Can you return the records below exactly as they stand, but only from the first line through the one with "pub mod message;"?

MATERIAL FOR THIS TASK:
#####

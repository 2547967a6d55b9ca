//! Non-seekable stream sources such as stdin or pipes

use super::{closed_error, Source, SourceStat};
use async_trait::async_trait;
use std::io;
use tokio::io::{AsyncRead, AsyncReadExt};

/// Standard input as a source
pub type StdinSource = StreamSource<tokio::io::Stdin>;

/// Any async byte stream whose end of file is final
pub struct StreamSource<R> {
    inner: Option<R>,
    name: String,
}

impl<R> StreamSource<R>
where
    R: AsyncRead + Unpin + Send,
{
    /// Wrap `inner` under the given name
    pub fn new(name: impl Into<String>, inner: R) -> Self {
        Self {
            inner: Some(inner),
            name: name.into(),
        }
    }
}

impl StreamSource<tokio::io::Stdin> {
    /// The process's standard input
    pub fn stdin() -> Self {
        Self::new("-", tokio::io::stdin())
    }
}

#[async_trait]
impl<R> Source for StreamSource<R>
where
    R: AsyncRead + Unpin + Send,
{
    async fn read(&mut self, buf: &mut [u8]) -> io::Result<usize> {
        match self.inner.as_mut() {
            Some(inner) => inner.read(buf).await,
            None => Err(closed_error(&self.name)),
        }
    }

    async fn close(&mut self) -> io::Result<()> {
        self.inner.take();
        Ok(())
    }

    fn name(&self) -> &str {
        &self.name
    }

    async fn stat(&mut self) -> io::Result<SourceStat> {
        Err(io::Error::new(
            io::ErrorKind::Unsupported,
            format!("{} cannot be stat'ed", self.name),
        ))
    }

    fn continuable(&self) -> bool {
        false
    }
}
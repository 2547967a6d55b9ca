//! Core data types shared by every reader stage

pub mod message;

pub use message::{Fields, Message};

#####

EXERCISE RESPONSE:
repository 2547967a6d55b9ca
//! Non-seekable stream sources such as stdin or pipes

use super::{closed_error, Source, SourceStat};
use async_trait::async_trait;
use std::io;
use tokio::io::{AsyncRead, AsyncReadExt};

/// Standard input as a source
pub type StdinSource = StreamSource<tokio::io::Stdin>;

/// Any async byte stream whose end of file is final
pub struct StreamSource<R> {
    inner: Option<R>,
    name: String,
}

impl<R> StreamSource<R>
where
    R: AsyncRead + Unpin + Send,
{
    /// Wrap `inner` under the given name
    pub fn new(name: impl Into<String>, inner: R) -> Self {
        Self {
            inner: Some(inner),
            name: name.into(),
        }
    }
}

impl StreamSource<tokio::io::Stdin> {
    /// The process's standard input
    pub fn stdin() -> Self {
        Self::new("-", tokio::io::stdin())
    }
}

#[async_trait]
impl<R> Source for StreamSource<R>
where
    R: AsyncRead + Unpin + Send,
{
    async fn read(&mut self, buf: &mut [u8]) -> io::Result<usize> {
        match self.inner.as_mut() {
            Some(inner) => inner.read(buf).await,
            None => Err(closed_error(&self.name)),
        }
    }

    async fn close(&mut self) -> io::Result<()> {
        self.inner.take();
        Ok(())
    }

    fn name(&self) -> &str {
        &self.name
    }

    async fn stat(&mut self) -> io::Result<SourceStat> {
        Err(io::Error::new(
            io::ErrorKind::Unsupported,
            format!("{} cannot be stat'ed", self.name),
        ))
    }

    fn continuable(&self) -> bool {
        false
    }
}
repository 2547967a6d55b9ca
//! Core data types shared by every reader stage

pub mod message;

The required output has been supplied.